* _EXTRACTED MATERIAL_

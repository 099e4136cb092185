//! Read-only menu browsing for signed-in users.

use axum::{
    extract::{Query, State},
    http::{HeaderMap, StatusCode},
    response::IntoResponse,
    Json,
};
use validator::Validate;

use crate::{
    model::{
        api::ErrorDto,
        menu::{MenuCategoryDto, MenuCategoryListQuery, MenuDto, MenuListQuery},
        restaurant::PaginatedRestaurantsDto,
    },
    server::{
        error::AppError,
        middleware::auth::AuthGuard,
        model::menu::{MenuCategory, MenuWithGroups},
        service::{
            menu::{category::MenuCategoryService, MenuService},
            restaurant::RestaurantService,
        },
        state::AppState,
        util::pagination::PaginationParams,
    },
};

/// Tag for grouping user browsing endpoints in OpenAPI documentation
pub static BROWSE_TAG: &str = "browse";

/// Get a page of the restaurant directory ordered by name.
#[utoipa::path(
    get,
    path = "/api/user/restaurant",
    tag = BROWSE_TAG,
    params(PaginationParams),
    responses(
        (status = 200, description = "Page of restaurants", body = PaginatedRestaurantsDto),
        (status = 400, description = "Page or page size out of range", body = ErrorDto),
        (status = 403, description = "Invalid or missing access token", body = ErrorDto)
    ),
)]
pub async fn browse_restaurants(
    State(state): State<AppState>,
    headers: HeaderMap,
    Query(params): Query<PaginationParams>,
) -> Result<impl IntoResponse, AppError> {
    let _ = AuthGuard::new(&state.db, &state.tokens, &headers)
        .user()
        .await?;
    params.validate()?;

    let restaurants = RestaurantService::new(&state.db)
        .get_paginated(params.page, params.entries)
        .await?;

    Ok((StatusCode::OK, Json(restaurants.into_dto())))
}

/// List the menu categories of a restaurant.
///
/// # Returns
/// - `200 OK` - Categories in creation order
/// - `403 Forbidden` - Invalid or missing access token
/// - `404 Not Found` - Restaurant does not exist
#[utoipa::path(
    get,
    path = "/api/user/menu/category",
    tag = BROWSE_TAG,
    params(MenuCategoryListQuery),
    responses(
        (status = 200, description = "Menu categories", body = Vec<MenuCategoryDto>),
        (status = 403, description = "Invalid or missing access token", body = ErrorDto),
        (status = 404, description = "Restaurant not found", body = ErrorDto)
    ),
)]
pub async fn browse_menu_categories(
    State(state): State<AppState>,
    headers: HeaderMap,
    Query(query): Query<MenuCategoryListQuery>,
) -> Result<impl IntoResponse, AppError> {
    let _ = AuthGuard::new(&state.db, &state.tokens, &headers)
        .user()
        .await?;

    let categories = MenuCategoryService::new(&state.db)
        .list_for_user(query.r_id)
        .await?;

    let categories_dto: Vec<_> = categories
        .into_iter()
        .map(MenuCategory::into_dto)
        .collect();

    Ok((StatusCode::OK, Json(categories_dto)))
}

/// List the menus of a category with their option groups and options.
#[utoipa::path(
    get,
    path = "/api/user/menu",
    tag = BROWSE_TAG,
    params(MenuListQuery),
    responses(
        (status = 200, description = "Menus with groups and options", body = Vec<MenuDto>),
        (status = 403, description = "Invalid or missing access token", body = ErrorDto),
        (status = 404, description = "Menu category not found", body = ErrorDto)
    ),
)]
pub async fn browse_menus(
    State(state): State<AppState>,
    headers: HeaderMap,
    Query(query): Query<MenuListQuery>,
) -> Result<impl IntoResponse, AppError> {
    let _ = AuthGuard::new(&state.db, &state.tokens, &headers)
        .user()
        .await?;

    let menus = MenuService::new(&state.db)
        .list_for_user(query.mc_id)
        .await?;

    let menus_dto: Vec<_> = menus.into_iter().map(MenuWithGroups::into_dto).collect();

    Ok((StatusCode::OK, Json(menus_dto)))
}
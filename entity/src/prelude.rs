pub use super::menu::Entity as Menu;
pub use super::menu_category::Entity as MenuCategory;
pub use super::menu_option::Entity as MenuOption;
pub use super::option_group::Entity as OptionGroup;
pub use super::order::Entity as Order;
pub use super::restaurant::Entity as Restaurant;
pub use super::user::Entity as User;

* _WORK ITEM_
Your task is to copy each line of the data above that holds "RestaurantService".

* _SOLUTION TO THIS PROBLEM_
            restaurant::RestaurantService,
    let restaurants = RestaurantService::new(&state.db)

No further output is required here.